▸ Exercise objective: Find and return every line of the data that contains the word "Copy".

▸ Given records:
● ● ● ● ●
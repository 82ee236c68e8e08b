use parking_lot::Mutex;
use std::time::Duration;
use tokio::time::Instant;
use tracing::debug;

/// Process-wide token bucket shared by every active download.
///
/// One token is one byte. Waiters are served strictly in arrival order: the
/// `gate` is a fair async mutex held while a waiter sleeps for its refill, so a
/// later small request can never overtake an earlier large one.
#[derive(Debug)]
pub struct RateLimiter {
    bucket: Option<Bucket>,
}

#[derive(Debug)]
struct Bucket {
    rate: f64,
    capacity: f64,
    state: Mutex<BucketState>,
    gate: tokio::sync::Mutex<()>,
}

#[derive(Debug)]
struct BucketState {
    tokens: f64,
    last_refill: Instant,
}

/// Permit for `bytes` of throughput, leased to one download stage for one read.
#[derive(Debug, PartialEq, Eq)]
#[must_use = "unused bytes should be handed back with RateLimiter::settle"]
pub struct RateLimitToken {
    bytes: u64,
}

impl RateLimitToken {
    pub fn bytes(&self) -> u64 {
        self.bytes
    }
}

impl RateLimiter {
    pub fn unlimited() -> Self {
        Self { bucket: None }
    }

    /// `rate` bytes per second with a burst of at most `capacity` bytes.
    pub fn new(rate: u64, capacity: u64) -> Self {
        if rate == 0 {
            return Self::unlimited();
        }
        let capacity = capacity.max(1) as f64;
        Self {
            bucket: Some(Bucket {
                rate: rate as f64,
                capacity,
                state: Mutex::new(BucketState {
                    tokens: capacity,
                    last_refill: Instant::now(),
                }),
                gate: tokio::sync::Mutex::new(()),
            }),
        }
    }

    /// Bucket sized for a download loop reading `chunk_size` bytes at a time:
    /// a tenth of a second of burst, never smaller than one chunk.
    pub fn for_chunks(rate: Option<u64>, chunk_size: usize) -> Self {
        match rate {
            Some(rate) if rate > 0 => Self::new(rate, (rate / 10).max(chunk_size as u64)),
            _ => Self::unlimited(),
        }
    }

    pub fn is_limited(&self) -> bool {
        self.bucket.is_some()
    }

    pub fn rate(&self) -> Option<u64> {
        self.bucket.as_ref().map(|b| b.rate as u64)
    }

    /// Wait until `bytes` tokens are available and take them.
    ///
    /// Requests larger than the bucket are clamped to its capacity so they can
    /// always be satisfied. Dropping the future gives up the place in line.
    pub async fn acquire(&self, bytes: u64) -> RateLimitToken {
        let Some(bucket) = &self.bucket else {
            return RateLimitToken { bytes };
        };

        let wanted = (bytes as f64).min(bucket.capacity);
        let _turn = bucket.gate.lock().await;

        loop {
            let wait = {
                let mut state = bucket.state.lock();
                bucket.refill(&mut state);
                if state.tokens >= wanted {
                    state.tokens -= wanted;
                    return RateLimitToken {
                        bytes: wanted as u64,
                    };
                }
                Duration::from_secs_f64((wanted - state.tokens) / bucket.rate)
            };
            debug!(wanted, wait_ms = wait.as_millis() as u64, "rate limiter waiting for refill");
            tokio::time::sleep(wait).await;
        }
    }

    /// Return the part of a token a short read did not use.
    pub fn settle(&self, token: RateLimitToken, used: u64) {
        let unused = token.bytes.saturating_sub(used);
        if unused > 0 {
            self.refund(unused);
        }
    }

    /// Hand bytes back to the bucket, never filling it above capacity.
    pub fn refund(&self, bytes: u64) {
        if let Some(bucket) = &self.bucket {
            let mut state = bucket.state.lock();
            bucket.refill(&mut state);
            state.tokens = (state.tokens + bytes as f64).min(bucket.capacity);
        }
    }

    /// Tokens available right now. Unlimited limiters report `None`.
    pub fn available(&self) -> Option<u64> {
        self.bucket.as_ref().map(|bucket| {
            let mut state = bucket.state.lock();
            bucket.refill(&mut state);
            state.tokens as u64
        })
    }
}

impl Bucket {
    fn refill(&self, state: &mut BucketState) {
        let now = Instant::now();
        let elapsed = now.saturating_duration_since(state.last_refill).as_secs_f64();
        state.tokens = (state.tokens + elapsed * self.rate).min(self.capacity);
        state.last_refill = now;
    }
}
● ● ● ● ●
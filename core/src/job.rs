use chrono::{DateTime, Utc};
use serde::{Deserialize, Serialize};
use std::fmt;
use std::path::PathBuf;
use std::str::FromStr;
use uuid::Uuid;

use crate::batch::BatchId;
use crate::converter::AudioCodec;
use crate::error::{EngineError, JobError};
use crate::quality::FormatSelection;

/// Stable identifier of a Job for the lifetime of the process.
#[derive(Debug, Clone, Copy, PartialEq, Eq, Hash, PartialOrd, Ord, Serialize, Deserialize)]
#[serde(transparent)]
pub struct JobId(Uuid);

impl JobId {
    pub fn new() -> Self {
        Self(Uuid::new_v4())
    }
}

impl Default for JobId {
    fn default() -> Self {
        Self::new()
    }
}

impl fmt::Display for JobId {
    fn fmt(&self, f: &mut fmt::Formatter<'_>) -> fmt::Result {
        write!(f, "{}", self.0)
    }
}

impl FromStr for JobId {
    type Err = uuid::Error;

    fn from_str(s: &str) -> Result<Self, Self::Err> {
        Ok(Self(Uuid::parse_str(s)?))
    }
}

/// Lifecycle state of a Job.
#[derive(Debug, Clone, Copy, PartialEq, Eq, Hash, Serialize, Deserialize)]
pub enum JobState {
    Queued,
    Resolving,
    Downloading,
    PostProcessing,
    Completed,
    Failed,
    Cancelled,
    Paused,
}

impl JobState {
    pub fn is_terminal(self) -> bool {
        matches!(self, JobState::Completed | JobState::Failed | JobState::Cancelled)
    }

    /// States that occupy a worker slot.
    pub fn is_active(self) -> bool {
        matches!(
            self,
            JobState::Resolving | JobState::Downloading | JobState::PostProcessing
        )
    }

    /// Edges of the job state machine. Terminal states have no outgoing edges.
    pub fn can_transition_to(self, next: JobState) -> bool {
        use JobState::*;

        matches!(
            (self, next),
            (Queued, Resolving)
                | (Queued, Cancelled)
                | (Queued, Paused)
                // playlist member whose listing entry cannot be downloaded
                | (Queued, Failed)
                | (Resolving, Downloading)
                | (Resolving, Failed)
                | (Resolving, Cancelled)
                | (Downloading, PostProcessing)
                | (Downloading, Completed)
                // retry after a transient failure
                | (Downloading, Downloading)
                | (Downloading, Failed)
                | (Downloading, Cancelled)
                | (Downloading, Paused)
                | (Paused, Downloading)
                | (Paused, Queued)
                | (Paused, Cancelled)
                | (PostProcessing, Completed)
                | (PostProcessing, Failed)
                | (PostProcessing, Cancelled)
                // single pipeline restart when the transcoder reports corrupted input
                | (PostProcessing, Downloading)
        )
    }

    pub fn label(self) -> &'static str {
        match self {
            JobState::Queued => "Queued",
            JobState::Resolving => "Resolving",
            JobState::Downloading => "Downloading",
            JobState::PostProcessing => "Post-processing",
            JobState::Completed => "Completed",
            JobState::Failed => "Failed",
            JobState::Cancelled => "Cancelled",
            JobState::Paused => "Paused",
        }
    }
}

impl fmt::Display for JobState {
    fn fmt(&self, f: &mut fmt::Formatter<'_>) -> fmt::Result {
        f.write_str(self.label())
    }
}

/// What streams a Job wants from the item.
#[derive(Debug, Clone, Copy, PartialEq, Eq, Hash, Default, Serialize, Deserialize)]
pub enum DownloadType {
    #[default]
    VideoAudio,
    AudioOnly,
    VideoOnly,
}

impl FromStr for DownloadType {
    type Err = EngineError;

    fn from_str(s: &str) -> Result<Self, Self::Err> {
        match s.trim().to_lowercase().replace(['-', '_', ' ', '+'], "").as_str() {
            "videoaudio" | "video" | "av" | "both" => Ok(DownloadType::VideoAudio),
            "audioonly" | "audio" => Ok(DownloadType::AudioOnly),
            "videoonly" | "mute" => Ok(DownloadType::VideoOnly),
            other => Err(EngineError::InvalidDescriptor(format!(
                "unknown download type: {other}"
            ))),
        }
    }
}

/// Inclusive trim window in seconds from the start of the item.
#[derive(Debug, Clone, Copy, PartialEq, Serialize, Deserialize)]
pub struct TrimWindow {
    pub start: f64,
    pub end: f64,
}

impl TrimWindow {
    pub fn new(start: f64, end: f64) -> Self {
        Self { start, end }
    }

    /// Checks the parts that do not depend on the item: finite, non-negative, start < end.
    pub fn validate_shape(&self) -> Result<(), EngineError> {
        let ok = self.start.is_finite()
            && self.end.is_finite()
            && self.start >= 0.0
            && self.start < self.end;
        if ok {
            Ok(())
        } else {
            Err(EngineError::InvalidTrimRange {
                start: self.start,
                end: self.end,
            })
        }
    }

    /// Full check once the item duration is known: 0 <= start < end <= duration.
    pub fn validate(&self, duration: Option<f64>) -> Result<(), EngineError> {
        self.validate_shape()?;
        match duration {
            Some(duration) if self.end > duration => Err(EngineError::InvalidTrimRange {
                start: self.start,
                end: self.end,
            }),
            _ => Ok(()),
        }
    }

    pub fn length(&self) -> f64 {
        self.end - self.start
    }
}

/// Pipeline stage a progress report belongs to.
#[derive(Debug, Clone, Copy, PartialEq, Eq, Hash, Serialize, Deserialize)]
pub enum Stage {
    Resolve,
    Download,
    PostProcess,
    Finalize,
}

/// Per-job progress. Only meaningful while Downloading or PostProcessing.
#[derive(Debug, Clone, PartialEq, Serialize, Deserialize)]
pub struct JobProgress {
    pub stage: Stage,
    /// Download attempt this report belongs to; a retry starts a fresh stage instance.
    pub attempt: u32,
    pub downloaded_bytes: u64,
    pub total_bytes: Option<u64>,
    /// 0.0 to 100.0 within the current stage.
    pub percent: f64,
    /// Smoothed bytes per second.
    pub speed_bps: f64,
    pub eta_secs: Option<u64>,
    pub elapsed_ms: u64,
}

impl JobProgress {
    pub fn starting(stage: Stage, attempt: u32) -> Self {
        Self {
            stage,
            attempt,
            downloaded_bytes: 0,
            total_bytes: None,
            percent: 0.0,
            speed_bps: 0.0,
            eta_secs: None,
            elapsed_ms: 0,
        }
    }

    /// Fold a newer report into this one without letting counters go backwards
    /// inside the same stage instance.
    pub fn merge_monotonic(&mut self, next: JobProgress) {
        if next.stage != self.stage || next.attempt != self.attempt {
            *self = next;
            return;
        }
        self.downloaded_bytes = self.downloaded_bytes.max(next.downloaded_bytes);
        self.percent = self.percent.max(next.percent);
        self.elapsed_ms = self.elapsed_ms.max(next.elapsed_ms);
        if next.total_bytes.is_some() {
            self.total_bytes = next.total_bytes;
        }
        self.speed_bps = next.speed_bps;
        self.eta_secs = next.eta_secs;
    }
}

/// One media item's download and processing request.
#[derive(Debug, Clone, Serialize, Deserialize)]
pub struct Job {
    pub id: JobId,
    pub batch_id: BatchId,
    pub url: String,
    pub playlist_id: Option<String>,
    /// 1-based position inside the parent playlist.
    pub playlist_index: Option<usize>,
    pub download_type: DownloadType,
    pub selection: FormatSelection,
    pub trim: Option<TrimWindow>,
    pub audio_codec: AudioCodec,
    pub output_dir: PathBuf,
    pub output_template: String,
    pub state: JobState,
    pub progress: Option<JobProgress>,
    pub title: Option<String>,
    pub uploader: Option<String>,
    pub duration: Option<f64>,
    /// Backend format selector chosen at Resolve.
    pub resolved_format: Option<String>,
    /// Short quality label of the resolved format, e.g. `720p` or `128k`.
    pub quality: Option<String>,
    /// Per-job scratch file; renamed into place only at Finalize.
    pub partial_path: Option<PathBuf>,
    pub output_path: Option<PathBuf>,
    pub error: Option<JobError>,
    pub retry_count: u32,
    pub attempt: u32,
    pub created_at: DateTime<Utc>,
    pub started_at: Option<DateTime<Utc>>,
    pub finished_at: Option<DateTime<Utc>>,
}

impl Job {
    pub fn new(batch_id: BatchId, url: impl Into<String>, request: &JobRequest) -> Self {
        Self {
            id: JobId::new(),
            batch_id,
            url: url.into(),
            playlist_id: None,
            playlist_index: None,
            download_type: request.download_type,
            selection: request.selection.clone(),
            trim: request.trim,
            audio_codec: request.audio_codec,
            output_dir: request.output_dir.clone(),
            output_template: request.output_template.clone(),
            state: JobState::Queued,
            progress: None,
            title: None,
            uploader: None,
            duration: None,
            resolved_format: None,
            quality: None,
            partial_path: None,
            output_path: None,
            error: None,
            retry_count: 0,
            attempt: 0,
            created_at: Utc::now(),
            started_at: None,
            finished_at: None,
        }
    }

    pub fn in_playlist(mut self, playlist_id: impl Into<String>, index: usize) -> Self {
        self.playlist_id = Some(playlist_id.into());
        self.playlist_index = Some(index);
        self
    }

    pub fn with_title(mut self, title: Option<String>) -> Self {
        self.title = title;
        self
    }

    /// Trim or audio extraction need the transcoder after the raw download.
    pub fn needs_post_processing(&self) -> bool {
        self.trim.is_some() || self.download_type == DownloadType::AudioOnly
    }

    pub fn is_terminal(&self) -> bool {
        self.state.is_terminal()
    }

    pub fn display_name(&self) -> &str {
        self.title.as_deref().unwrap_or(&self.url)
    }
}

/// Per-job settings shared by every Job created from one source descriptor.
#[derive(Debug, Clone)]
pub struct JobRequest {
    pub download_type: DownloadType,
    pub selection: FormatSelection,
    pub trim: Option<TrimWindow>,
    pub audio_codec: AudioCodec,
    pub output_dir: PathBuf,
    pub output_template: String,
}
● ● ● ● ●
▸ Task answer:
#[derive(Debug, Clone, Copy, PartialEq, Eq, Hash, PartialOrd, Ord, Serialize, Deserialize)]
#[derive(Debug, Clone, Copy, PartialEq, Eq, Hash, Serialize, Deserialize)]
#[derive(Debug, Clone, Copy, PartialEq, Eq, Hash, Default, Serialize, Deserialize)]
#[derive(Debug, Clone, Copy, PartialEq, Serialize, Deserialize)]
#[derive(Debug, Clone, Copy, PartialEq, Eq, Hash, Serialize, Deserialize)]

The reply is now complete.